Everything from the line that holds "tickets and replies" through the end of the data below should be output exactly, both ends included.

**GIVEN INFORMATION**.
—————
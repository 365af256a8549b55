//=========================================================================
// Input State
//=========================================================================
//
// Routes device events to the keyboard and mouse and commits both once
// per frame.
//
// Single writer per frame phase:
//   poll   → apply()   (raw state)
//   update → queries only
//   commit → commit()  (history)
//
//=========================================================================

//=== External Dependencies ===============================================

use log::trace;

//=== Internal Dependencies ===============================================

use super::event::InputEvent;
use super::keyboard::Keyboard;
use super::mouse::Mouse;

//=== InputState ==========================================================

/// Keyboard and mouse state for the current frame.
#[derive(Debug, Default)]
pub struct InputState {
    keyboard: Keyboard,
    mouse: Mouse,
    commits: u64,
}

impl InputState {
    pub fn new() -> Self {
        Self::default()
    }

    //--- Frame Processing -------------------------------------------------

    /// Applies one device event to the raw state.
    pub(crate) fn apply(&mut self, event: InputEvent) {
        match event {
            InputEvent::KeyDown(key) => self.keyboard.key_down(key),
            InputEvent::KeyUp(key) => self.keyboard.key_up(key),
            InputEvent::MouseButtonDown(button) => self.mouse.button_down(button),
            InputEvent::MouseButtonUp(button) => self.mouse.button_up(button),
            InputEvent::CursorMoved { x, y } => self.mouse.cursor_moved(x, y),
            InputEvent::Scrolled { dx, dy } => self.mouse.scrolled(dx, dy),
        }
    }

    /// Copies raw state into history for every slot.
    pub(crate) fn commit(&mut self) {
        self.keyboard.commit();
        self.mouse.commit();
        self.commits += 1;
        trace!(target: "input", "Input committed (frame {})", self.commits);
    }

    //--- Accessors --------------------------------------------------------

    pub fn keyboard(&self) -> &Keyboard {
        &self.keyboard
    }

    pub fn mouse(&self) -> &Mouse {
        &self.mouse
    }

    /// Number of commits performed since construction.
    pub fn commits(&self) -> u64 {
        self.commits
    }
}

//=========================================================================
// Unit Tests
//=========================================================================
//=========================================================================
// Event Collector
//=========================================================================
//
// Device event queue drained exactly once per frame, right after the
// surface has been polled.
//
// Architecture:
//   Surface::poll_events() → Sender<PlatformEvent> → collect_frame()
//     ├─ Input     → InputState::apply()
//     ├─ Resized   → logged
//     └─ CloseRequested → TickControl::Exit
//
// Bounded draining prevents a runaway producer from stalling the frame.
//
//=========================================================================

//=== External Dependencies ===============================================

use crossbeam_channel::{unbounded, Receiver, Sender, TryRecvError};
use log::{debug, info, warn};

//=== Internal Dependencies ===============================================

use super::PlatformEvent;
use crate::core::input::InputState;

//=== TickControl =========================================================

/// Frame loop control signal.
#[derive(Debug, Clone, Copy, PartialEq, Eq)]
pub(crate) enum TickControl {
    Continue,
    Exit,
}

//=== EventCollector ======================================================

/// Owns both ends of the device event queue.
pub(crate) struct EventCollector {
    sender: Sender<PlatformEvent>,
    receiver: Receiver<PlatformEvent>,
}

impl EventCollector {
    const MAX_EVENTS_PER_FRAME: usize = 1024;

    pub(crate) fn new() -> Self {
        let (sender, receiver) = unbounded();
        Self { sender, receiver }
    }

    /// Producer end handed to the surface.
    pub(crate) fn sender(&self) -> Sender<PlatformEvent> {
        self.sender.clone()
    }

    /// Applies every queued event to `input`.
    pub(crate) fn collect_frame(&mut self, input: &mut InputState) -> TickControl {
        let mut control = TickControl::Continue;
        let mut drained = 0;

        while drained < Self::MAX_EVENTS_PER_FRAME {
            match self.receiver.try_recv() {
                Ok(event) => {
                    drained += 1;
                    if Self::handle_event(event, input) == TickControl::Exit {
                        control = TickControl::Exit;
                    }
                }
                Err(TryRecvError::Empty) | Err(TryRecvError::Disconnected) => break,
            }
        }

        if drained >= Self::MAX_EVENTS_PER_FRAME {
            warn!(target: "input", "Event queue backlog: drained {} events this frame", drained);
        }

        control
    }

    /// Drops everything still queued.
    pub(crate) fn discard_pending(&mut self) -> usize {
        self.receiver.try_iter().count()
    }

    fn handle_event(event: PlatformEvent, input: &mut InputState) -> TickControl {
        match event {
            PlatformEvent::Input(event) => {
                input.apply(event);
                TickControl::Continue
            }
            PlatformEvent::Resized { width, height } => {
                debug!(target: "window", "Surface resized to {}x{}", width, height);
                TickControl::Continue
            }
            PlatformEvent::CloseRequested => {
                info!(target: "window", "Window close requested");
                TickControl::Exit
            }
        }
    }
}

//=========================================================================
// Unit Tests
//=========================================================================
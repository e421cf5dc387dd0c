//! Database configuration module.
//!
//! This module handles the `SQLite` connection and table creation using `SeaORM`.
//! Tables are generated from the entity definitions with
//! `Schema::create_table_from_entity`, so the schema always matches the Rust structs
//! without hand-written SQL. Creation is idempotent (`IF NOT EXISTS`), which lets the
//! server restart against an existing database file.

use crate::entities::{Budget, Expense, Income, Ticket, TicketReply, User};
use crate::errors::Result;
use sea_orm::{ConnectionTrait, Database, DatabaseConnection, EntityName, EntityTrait, Schema};
use tracing::{debug, info};

const DEFAULT_DATABASE_URL: &str = "sqlite://data/tea_ledger.sqlite?mode=rwc";

/// Gets the database URL from the `DATABASE_URL` environment variable, falling back to
/// a local `SQLite` file.
#[must_use]
pub fn get_database_url() -> String {
    std::env::var("DATABASE_URL").unwrap_or_else(|_| DEFAULT_DATABASE_URL.to_string())
}

/// Opens a connection pool for `url`.
pub async fn create_connection(url: &str) -> Result<DatabaseConnection> {
    info!("Connecting to database at {url}");
    Database::connect(url).await.map_err(Into::into)
}

/// Creates every table the ledger needs, skipping the ones that already exist.
///
/// Users are created before tickets and tickets before replies so the foreign keys
/// resolve.
pub async fn create_tables(db: &DatabaseConnection) -> Result<()> {
    let schema = Schema::new(db.get_database_backend());

    create_table(db, &schema, Income).await?;
    create_table(db, &schema, Expense).await?;
    create_table(db, &schema, Budget).await?;
    create_table(db, &schema, User).await?;
    create_table(db, &schema, Ticket).await?;
    create_table(db, &schema, TicketReply).await?;

    Ok(())
}

async fn create_table<E>(db: &DatabaseConnection, schema: &Schema, entity: E) -> Result<()>
where
    E: EntityTrait,
{
    let builder = db.get_database_backend();
    let mut statement = schema.create_table_from_entity(entity);
    statement.if_not_exists();
    debug!("Ensuring table {}", entity.table_name());
    db.execute(builder.build(&statement)).await?;
    Ok(())
}

#[cfg(test)]
mod tests {
    use super::*;
    use crate::entities::{BudgetModel, ExpenseModel, IncomeModel, TicketModel, UserModel};
    use sea_orm::QuerySelect;

    #[tokio::test]
    async fn test_create_tables() -> Result<()> {
        let db = Database::connect("sqlite::memory:").await?;
        create_tables(&db).await?;

        // Test that tables exist by querying them
        let _: Vec<IncomeModel> = Income::find().limit(1).all(&db).await?;
        let _: Vec<ExpenseModel> = Expense::find().limit(1).all(&db).await?;
        let _: Vec<BudgetModel> = Budget::find().limit(1).all(&db).await?;
        let _: Vec<UserModel> = User::find().limit(1).all(&db).await?;
        let _: Vec<TicketModel> = Ticket::find().limit(1).all(&db).await?;

        Ok(())
    }

    #[tokio::test]
    async fn test_create_tables_twice_is_harmless() -> Result<()> {
        let db = Database::connect("sqlite::memory:").await?;
        create_tables(&db).await?;
        create_tables(&db).await?;
        Ok(())
    }
}
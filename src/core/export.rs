//! CSV exports of income and expense listings.

use crate::{
    entities::{expense, income},
    errors::Result,
};

fn finish(writer: csv::Writer<Vec<u8>>) -> Result<Vec<u8>> {
    writer.into_inner().map_err(|e| e.into_error().into())
}

/// Renders incomes as CSV with a header row.
pub fn incomes_to_csv(incomes: &[income::Model]) -> Result<Vec<u8>> {
    let mut writer = csv::Writer::from_writer(Vec::new());
    writer.write_record(["id", "category", "amount", "date", "description"])?;
    for i in incomes {
        writer.write_record([
            i.id.to_string(),
            i.category.clone(),
            i.amount.to_string(),
            i.date.to_string(),
            i.description.clone().unwrap_or_default(),
        ])?;
    }
    finish(writer)
}

/// Renders expenses as CSV with a header row.
pub fn expenses_to_csv(expenses: &[expense::Model]) -> Result<Vec<u8>> {
    let mut writer = csv::Writer::from_writer(Vec::new());
    writer.write_record(["id", "category", "amount", "date", "description", "status"])?;
    for e in expenses {
        writer.write_record([
            e.id.to_string(),
            e.category.clone(),
            e.amount.to_string(),
            e.date.to_string(),
            e.description.clone().unwrap_or_default(),
            e.status.as_str().to_string(),
        ])?;
    }
    finish(writer)
}
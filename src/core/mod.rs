//! Framework-agnostic business logic. Every operation takes a `&DatabaseConnection`
//! and returns [`crate::errors::Result`]; nothing here knows about HTTP.

/// Password hashing and token issuing
pub mod auth;
/// Budget CRUD and seeding
pub mod budget;
/// Category validation and autocomplete
pub mod category;
/// Expense CRUD and status changes
pub mod expense;
/// CSV rendering of listings
pub mod export;
/// Listing filters
pub mod filter;
/// Income CRUD
pub mod income;
/// Budget aggregation and financial reports
pub mod report;
/// Support tickets and replies
pub mod ticket;
/// User accounts
pub mod user;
—————
**TASK SOLUTION**.
/// Support tickets and replies
pub mod ticket;
/// User accounts
pub mod user;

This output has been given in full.